Exercise aim —
Repeat the records. Leave nothing out.

Stored data entries —
<<<<
// src/schedule/rule.rs

//! Weekly day/time rules and the time-until-next-occurrence computation.

use std::fmt;
use std::str::FromStr;

use chrono::{Datelike, Days, NaiveDateTime, NaiveTime, Weekday};

use crate::errors::{ObsidiaError, Result};

/// Weekday letters in bit order (bit 0 = Sunday).
///
/// `R` is Thursday and `D` is Saturday so that every day has a distinct
/// letter.
pub const WEEKDAY_LETTERS: [char; 7] = ['S', 'M', 'T', 'W', 'R', 'F', 'D'];

/// How far ahead `offset_until` searches. Two weeks so that a slot that has
/// already passed today still finds next week's occurrence of the same day.
const SEARCH_DAYS: u64 = 14;

const ALL_DAYS: u8 = 0b111_1111;

/// A weekly schedule: a set of weekdays plus a time of day (24-hour).
///
/// Parsed from strings like `"MWF 0300"` or `"SMTWRFD 2330"`. A bare `"0300"`
/// is accepted and yields a rule with no weekdays, which never fires.
#[derive(Debug, Clone, Copy, PartialEq, Eq, Hash)]
pub struct ScheduleRule {
    days: u8,
    hour: u32,
    minute: u32,
}

impl ScheduleRule {
    /// Build a rule from a weekday bitmask (bit 0 = Sunday) and a time.
    pub fn new(days: u8, hour: u32, minute: u32) -> Result<Self> {
        if hour > 23 || minute > 59 {
            return Err(ObsidiaError::ScheduleError {
                input: format!("{hour:02}{minute:02}"),
                reason: "time of day out of range".to_string(),
            });
        }
        Ok(Self {
            days: days & ALL_DAYS,
            hour,
            minute,
        })
    }

    pub fn days(&self) -> u8 {
        self.days
    }

    pub fn hour(&self) -> u32 {
        self.hour
    }

    pub fn minute(&self) -> u32 {
        self.minute
    }

    /// A rule without weekdays has no next occurrence.
    pub fn is_empty(&self) -> bool {
        self.days == 0
    }

    pub fn includes(&self, weekday: Weekday) -> bool {
        self.days & (1 << weekday.num_days_from_sunday()) != 0
    }

    /// Whole seconds from `now` until the next moment matching this rule.
    ///
    /// A moment exactly at `now` counts as the next occurrence (offset 0).
    /// Returns `None` for an empty rule. For a non-empty rule the result is
    /// always below one week.
    pub fn offset_until(&self, now: NaiveDateTime) -> Option<u64> {
        if self.is_empty() {
            return None;
        }

        let slot = NaiveTime::from_hms_opt(self.hour, self.minute, 0)?;
        let today = now.date();

        for day in 0..SEARCH_DAYS {
            let date = today.checked_add_days(Days::new(day))?;
            if !self.includes(date.weekday()) {
                continue;
            }

            let candidate = date.and_time(slot);
            if candidate >= now {
                return u64::try_from((candidate - now).num_seconds()).ok();
            }
        }

        None
    }
}

impl FromStr for ScheduleRule {
    type Err = ObsidiaError;

    fn from_str(s: &str) -> Result<Self> {
        let err = |reason: &str| ObsidiaError::ScheduleError {
            input: s.to_string(),
            reason: reason.to_string(),
        };

        let parts: Vec<&str> = s.split_whitespace().collect();
        let (letters, time) = match parts.as_slice() {
            [time] => ("", *time),
            [letters, time] => (*letters, *time),
            _ => return Err(err("expected \"<days> <HHMM>\"")),
        };

        let mut days = 0u8;
        for c in letters.chars() {
            let upper = c.to_ascii_uppercase();
            match WEEKDAY_LETTERS.iter().position(|&l| l == upper) {
                Some(bit) => days |= 1 << bit,
                None => return Err(err(&format!("unknown weekday letter '{c}'"))),
            }
        }

        if time.len() != 4 || !time.bytes().all(|b| b.is_ascii_digit()) {
            return Err(err("time must be four digits (HHMM)"));
        }
        let hour: u32 = time[..2].parse().map_err(|_| err("invalid hour"))?;
        let minute: u32 = time[2..].parse().map_err(|_| err("invalid minute"))?;
        if hour > 23 {
            return Err(err("hour must be 00-23"));
        }
        if minute > 59 {
            return Err(err("minute must be 00-59"));
        }

        Ok(Self { days, hour, minute })
    }
}

impl fmt::Display for ScheduleRule {
    fn fmt(&self, f: &mut fmt::Formatter<'_>) -> fmt::Result {
        let letters: String = WEEKDAY_LETTERS
            .iter()
            .enumerate()
            .filter(|(bit, _)| self.days & (1 << bit) != 0)
            .map(|(_, c)| *c)
            .collect();

        if letters.is_empty() {
            write!(f, "{:02}{:02}", self.hour, self.minute)
        } else {
            write!(f, "{} {:02}{:02}", letters, self.hour, self.minute)
        }
    }
}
>>>>
Response to the exercise —
// src/schedule/rule.rs

//! Weekly day/time rules and the time-until-next-occurrence computation.

use std::fmt;
use std::str::FromStr;

use chrono::{Datelike, Days, NaiveDateTime, NaiveTime, Weekday};

use crate::errors::{ObsidiaError, Result};

/// Weekday letters in bit order (bit 0 = Sunday).
///
/// `R` is Thursday and `D` is Saturday so that every day has a distinct
/// letter.
pub const WEEKDAY_LETTERS: [char; 7] = ['S', 'M', 'T', 'W', 'R', 'F', 'D'];

/// How far ahead `offset_until` searches. Two weeks so that a slot that has
/// already passed today still finds next week's occurrence of the same day.
const SEARCH_DAYS: u64 = 14;

const ALL_DAYS: u8 = 0b111_1111;

/// A weekly schedule: a set of weekdays plus a time of day (24-hour).
///
/// Parsed from strings like `"MWF 0300"` or `"SMTWRFD 2330"`. A bare `"0300"`
/// is accepted and yields a rule with no weekdays, which never fires.
#[derive(Debug, Clone, Copy, PartialEq, Eq, Hash)]
pub struct ScheduleRule {
    days: u8,
    hour: u32,
    minute: u32,
}

impl ScheduleRule {
    /// Build a rule from a weekday bitmask (bit 0 = Sunday) and a time.
    pub fn new(days: u8, hour: u32, minute: u32) -> Result<Self> {
        if hour > 23 || minute > 59 {
            return Err(ObsidiaError::ScheduleError {
                input: format!("{hour:02}{minute:02}"),
                reason: "time of day out of range".to_string(),
            });
        }
        Ok(Self {
            days: days & ALL_DAYS,
            hour,
            minute,
        })
    }

    pub fn days(&self) -> u8 {
        self.days
    }

    pub fn hour(&self) -> u32 {
        self.hour
    }

    pub fn minute(&self) -> u32 {
        self.minute
    }

    /// A rule without weekdays has no next occurrence.
    pub fn is_empty(&self) -> bool {
        self.days == 0
    }

    pub fn includes(&self, weekday: Weekday) -> bool {
        self.days & (1 << weekday.num_days_from_sunday()) != 0
    }

    /// Whole seconds from `now` until the next moment matching this rule.
    ///
    /// A moment exactly at `now` counts as the next occurrence (offset 0).
    /// Returns `None` for an empty rule. For a non-empty rule the result is
    /// always below one week.
    pub fn offset_until(&self, now: NaiveDateTime) -> Option<u64> {
        if self.is_empty() {
            return None;
        }

        let slot = NaiveTime::from_hms_opt(self.hour, self.minute, 0)?;
        let today = now.date();

        for day in 0..SEARCH_DAYS {
            let date = today.checked_add_days(Days::new(day))?;
            if !self.includes(date.weekday()) {
                continue;
            }

            let candidate = date.and_time(slot);
            if candidate >= now {
                return u64::try_from((candidate - now).num_seconds()).ok();
            }
        }

        None
    }
}

impl FromStr for ScheduleRule {
    type Err = ObsidiaError;

    fn from_str(s: &str) -> Result<Self> {
        let err = |reason: &str| ObsidiaError::ScheduleError {
            input: s.to_string(),
            reason: reason.to_string(),
        };

        let parts: Vec<&str> = s.split_whitespace().collect();
        let (letters, time) = match parts.as_slice() {
            [time] => ("", *time),
            [letters, time] => (*letters, *time),
            _ => return Err(err("expected \"<days> <HHMM>\"")),
        };

        let mut days = 0u8;
        for c in letters.chars() {
            let upper = c.to_ascii_uppercase();
            match WEEKDAY_LETTERS.iter().position(|&l| l == upper) {
                Some(bit) => days |= 1 << bit,
                None => return Err(err(&format!("unknown weekday letter '{c}'"))),
            }
        }

        if time.len() != 4 || !time.bytes().all(|b| b.is_ascii_digit()) {
            return Err(err("time must be four digits (HHMM)"));
        }
        let hour: u32 = time[..2].parse().map_err(|_| err("invalid hour"))?;
        let minute: u32 = time[2..].parse().map_err(|_| err("invalid minute"))?;
        if hour > 23 {
            return Err(err("hour must be 00-23"));
        }
        if minute > 59 {
            return Err(err("minute must be 00-59"));
        }

        Ok(Self { days, hour, minute })
    }
}

impl fmt::Display for ScheduleRule {
    fn fmt(&self, f: &mut fmt::Formatter<'_>) -> fmt::Result {
        let letters: String = WEEKDAY_LETTERS
            .iter()
            .enumerate()
            .filter(|(bit, _)| self.days & (1 << bit) != 0)
            .map(|(_, c)| *c)
            .collect();

        if letters.is_empty() {
            write!(f, "{:02}{:02}", self.hour, self.minute)
        } else {
            write!(f, "{} {:02}{:02}", letters, self.hour, self.minute)
        }
    }
}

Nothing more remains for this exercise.